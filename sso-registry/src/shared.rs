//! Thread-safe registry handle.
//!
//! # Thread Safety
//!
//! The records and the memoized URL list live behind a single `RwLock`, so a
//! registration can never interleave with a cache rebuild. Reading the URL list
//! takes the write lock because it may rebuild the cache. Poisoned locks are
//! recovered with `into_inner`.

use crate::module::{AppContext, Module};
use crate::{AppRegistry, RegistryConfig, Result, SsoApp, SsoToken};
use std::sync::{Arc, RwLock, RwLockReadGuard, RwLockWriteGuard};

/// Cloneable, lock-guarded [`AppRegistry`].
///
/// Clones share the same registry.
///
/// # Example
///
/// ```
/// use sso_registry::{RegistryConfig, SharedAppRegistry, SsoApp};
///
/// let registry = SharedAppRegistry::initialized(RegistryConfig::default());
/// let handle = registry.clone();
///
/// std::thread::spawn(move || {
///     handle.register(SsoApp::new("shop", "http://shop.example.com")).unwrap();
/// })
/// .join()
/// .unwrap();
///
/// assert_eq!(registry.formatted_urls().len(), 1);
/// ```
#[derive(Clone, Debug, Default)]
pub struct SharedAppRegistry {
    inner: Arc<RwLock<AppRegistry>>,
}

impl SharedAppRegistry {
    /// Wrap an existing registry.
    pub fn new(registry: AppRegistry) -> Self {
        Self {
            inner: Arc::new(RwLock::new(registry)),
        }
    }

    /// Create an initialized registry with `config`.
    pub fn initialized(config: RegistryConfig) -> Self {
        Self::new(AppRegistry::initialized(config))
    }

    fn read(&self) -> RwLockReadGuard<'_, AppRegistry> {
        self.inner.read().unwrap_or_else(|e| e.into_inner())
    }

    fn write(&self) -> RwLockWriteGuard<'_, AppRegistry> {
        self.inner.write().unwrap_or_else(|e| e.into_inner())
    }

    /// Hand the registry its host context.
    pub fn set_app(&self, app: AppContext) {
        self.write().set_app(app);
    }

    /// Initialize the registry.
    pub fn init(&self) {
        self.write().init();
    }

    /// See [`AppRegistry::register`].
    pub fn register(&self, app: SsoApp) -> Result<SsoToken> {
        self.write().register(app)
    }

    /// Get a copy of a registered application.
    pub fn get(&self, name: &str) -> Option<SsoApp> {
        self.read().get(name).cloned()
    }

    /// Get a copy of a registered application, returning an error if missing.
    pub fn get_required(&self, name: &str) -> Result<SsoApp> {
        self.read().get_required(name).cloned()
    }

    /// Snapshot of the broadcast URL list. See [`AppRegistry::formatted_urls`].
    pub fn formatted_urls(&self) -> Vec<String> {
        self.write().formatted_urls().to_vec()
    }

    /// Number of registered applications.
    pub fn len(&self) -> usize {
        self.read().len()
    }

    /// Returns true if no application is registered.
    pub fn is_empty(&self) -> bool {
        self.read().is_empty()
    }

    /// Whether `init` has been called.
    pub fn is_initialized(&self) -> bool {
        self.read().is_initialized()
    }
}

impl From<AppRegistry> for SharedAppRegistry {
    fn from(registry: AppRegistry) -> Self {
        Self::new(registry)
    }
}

________

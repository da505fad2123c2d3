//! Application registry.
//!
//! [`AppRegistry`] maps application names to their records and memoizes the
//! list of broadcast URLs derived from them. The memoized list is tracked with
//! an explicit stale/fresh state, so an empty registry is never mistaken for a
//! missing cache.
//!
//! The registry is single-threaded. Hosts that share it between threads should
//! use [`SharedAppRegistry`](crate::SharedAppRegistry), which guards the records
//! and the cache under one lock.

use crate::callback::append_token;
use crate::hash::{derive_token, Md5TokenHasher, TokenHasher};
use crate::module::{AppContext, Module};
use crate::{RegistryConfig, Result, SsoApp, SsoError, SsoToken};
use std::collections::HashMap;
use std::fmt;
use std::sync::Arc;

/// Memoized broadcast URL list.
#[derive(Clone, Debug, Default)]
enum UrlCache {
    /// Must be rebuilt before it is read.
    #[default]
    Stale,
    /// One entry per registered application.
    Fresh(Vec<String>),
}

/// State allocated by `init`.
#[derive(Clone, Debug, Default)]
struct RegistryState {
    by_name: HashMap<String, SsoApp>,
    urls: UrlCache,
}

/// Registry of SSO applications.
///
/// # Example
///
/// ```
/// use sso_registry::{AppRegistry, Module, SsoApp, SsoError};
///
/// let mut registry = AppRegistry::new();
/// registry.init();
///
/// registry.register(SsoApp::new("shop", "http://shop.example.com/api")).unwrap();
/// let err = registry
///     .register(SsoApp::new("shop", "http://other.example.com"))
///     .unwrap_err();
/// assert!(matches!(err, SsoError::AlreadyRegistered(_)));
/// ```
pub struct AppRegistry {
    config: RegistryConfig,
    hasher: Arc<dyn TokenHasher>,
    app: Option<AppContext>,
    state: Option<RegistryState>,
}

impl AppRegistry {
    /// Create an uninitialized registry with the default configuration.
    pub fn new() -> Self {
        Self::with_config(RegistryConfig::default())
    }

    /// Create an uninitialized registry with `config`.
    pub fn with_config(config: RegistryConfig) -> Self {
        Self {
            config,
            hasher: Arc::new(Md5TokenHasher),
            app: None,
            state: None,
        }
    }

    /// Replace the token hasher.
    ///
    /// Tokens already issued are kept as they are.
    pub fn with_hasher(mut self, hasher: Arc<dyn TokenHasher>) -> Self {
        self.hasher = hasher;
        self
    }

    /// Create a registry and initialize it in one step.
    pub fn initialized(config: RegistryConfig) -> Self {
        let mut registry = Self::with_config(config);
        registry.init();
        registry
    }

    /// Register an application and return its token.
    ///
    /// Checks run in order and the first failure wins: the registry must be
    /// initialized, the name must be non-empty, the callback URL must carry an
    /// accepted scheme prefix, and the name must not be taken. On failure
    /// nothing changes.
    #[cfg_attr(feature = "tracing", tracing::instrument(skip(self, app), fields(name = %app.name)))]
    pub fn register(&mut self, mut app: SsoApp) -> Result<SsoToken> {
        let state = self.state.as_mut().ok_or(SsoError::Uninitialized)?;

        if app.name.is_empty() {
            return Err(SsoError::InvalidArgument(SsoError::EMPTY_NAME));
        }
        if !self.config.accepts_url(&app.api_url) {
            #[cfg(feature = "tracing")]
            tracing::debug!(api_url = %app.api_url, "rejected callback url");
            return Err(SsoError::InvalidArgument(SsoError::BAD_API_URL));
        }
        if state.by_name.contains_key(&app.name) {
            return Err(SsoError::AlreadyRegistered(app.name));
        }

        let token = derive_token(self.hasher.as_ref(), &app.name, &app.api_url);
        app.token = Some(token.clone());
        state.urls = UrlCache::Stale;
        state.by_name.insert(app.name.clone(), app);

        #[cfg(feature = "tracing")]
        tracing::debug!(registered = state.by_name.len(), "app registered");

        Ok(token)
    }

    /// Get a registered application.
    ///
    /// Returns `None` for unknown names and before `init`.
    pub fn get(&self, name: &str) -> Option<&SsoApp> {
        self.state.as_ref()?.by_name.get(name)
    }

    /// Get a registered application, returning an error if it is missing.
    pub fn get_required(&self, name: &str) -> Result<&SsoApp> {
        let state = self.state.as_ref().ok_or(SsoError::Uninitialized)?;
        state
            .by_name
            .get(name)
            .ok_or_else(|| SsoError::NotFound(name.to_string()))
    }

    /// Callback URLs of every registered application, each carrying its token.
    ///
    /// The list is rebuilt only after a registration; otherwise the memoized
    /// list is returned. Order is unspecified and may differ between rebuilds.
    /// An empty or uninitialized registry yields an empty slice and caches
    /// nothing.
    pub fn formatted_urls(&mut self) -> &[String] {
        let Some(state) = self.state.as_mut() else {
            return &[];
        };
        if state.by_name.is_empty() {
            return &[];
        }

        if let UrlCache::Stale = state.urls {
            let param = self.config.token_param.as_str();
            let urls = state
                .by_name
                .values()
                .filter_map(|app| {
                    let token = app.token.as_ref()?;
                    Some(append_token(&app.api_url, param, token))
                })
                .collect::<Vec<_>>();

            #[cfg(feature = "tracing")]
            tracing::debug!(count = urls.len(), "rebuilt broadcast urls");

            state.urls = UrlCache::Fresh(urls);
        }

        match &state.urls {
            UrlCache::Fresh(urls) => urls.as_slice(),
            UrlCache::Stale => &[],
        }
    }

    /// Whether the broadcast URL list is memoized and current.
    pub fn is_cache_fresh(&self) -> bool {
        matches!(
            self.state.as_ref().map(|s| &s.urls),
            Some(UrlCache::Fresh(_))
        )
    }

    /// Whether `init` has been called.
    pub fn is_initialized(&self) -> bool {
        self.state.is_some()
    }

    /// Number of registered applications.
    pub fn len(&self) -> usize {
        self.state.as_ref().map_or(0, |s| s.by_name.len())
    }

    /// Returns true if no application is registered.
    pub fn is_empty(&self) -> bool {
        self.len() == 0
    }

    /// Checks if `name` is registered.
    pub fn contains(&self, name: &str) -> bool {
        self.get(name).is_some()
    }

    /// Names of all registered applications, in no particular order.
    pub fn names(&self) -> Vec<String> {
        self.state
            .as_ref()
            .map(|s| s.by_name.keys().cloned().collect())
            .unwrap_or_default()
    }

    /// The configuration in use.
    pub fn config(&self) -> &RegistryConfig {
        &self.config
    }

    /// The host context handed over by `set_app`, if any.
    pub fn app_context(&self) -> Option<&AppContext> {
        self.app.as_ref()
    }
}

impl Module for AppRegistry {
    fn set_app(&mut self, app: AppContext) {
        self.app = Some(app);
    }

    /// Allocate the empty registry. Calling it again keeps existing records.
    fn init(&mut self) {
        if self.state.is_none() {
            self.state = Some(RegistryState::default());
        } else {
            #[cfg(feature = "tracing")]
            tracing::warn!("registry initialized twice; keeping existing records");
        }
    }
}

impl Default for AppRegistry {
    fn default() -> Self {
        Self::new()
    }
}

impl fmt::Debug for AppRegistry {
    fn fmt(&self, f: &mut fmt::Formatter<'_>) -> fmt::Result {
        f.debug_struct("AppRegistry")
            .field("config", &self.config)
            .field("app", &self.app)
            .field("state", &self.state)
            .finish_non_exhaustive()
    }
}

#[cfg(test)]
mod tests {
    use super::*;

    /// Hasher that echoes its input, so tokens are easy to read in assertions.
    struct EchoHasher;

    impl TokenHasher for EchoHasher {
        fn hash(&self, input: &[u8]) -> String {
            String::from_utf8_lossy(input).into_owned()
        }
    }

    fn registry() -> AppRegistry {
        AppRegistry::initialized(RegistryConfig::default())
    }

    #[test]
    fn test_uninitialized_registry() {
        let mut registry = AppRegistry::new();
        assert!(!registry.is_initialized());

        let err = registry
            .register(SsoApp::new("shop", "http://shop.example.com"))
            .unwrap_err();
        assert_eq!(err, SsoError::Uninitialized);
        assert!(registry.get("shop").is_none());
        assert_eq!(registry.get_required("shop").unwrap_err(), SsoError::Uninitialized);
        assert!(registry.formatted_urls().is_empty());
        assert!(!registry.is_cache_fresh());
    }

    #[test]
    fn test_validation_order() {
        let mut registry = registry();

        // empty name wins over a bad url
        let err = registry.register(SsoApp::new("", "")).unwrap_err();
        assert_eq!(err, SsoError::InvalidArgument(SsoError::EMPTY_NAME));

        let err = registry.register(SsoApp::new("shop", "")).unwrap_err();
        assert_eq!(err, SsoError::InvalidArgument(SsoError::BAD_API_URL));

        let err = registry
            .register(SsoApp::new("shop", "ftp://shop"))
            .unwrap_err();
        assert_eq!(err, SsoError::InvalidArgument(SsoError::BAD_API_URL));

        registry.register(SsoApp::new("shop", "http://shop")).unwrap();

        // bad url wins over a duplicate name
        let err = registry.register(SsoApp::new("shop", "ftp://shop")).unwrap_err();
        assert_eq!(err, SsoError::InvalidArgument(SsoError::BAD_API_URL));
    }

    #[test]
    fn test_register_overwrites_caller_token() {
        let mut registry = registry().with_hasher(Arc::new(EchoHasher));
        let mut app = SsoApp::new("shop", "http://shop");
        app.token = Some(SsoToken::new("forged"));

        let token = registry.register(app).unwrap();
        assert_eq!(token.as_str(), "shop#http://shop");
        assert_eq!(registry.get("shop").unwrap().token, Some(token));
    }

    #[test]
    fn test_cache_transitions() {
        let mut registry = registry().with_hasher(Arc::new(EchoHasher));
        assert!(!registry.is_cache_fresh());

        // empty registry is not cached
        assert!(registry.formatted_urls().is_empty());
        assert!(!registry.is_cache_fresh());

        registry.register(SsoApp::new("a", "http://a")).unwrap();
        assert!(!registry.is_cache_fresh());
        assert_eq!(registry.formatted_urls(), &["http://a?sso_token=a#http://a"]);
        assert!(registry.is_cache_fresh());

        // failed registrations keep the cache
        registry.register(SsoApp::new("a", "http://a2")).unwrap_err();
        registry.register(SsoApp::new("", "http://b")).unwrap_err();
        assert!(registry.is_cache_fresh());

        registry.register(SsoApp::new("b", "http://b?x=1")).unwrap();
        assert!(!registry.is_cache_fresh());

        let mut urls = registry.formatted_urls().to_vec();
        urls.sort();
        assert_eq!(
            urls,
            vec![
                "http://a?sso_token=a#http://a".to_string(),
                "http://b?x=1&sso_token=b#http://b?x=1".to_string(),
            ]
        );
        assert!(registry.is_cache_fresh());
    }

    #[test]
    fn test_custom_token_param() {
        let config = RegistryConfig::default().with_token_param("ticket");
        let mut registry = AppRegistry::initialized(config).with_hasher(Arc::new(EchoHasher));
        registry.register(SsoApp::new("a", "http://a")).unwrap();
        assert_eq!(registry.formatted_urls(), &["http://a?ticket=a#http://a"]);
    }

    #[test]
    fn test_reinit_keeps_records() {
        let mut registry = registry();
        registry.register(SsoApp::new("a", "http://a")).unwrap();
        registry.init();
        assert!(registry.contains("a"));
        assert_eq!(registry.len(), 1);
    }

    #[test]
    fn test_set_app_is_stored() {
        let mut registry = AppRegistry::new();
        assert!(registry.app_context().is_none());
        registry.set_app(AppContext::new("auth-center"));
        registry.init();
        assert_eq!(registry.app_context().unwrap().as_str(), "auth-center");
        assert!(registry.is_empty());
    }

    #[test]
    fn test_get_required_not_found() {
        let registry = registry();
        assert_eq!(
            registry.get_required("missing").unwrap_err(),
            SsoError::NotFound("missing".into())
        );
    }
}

________

> _About this task_: Begin with the line that has "filename sso-registry/src/shared.rs" in the listing above and end after the line that has "Create an initialized"; output those lines exactly.

> _Reply to the task_:
filename sso-registry/src/shared.rs
//! Thread-safe registry handle.
//!
//! # Thread Safety
//!
//! The records and the memoized URL list live behind a single `RwLock`, so a
//! registration can never interleave with a cache rebuild. Reading the URL list
//! takes the write lock because it may rebuild the cache. Poisoned locks are
//! recovered with `into_inner`.

use crate::module::{AppContext, Module};
use crate::{AppRegistry, RegistryConfig, Result, SsoApp, SsoToken};
use std::sync::{Arc, RwLock, RwLockReadGuard, RwLockWriteGuard};

/// Cloneable, lock-guarded [`AppRegistry`].
///
/// Clones share the same registry.
///
/// # Example
///
/// ```
/// use sso_registry::{RegistryConfig, SharedAppRegistry, SsoApp};
///
/// let registry = SharedAppRegistry::initialized(RegistryConfig::default());
/// let handle = registry.clone();
///
/// std::thread::spawn(move || {
///     handle.register(SsoApp::new("shop", "http://shop.example.com")).unwrap();
/// })
/// .join()
/// .unwrap();
///
/// assert_eq!(registry.formatted_urls().len(), 1);
/// ```
#[derive(Clone, Debug, Default)]
pub struct SharedAppRegistry {
    inner: Arc<RwLock<AppRegistry>>,
}

impl SharedAppRegistry {
    /// Wrap an existing registry.
    pub fn new(registry: AppRegistry) -> Self {
        Self {
            inner: Arc::new(RwLock::new(registry)),
        }
    }

    /// Create an initialized registry with `config`.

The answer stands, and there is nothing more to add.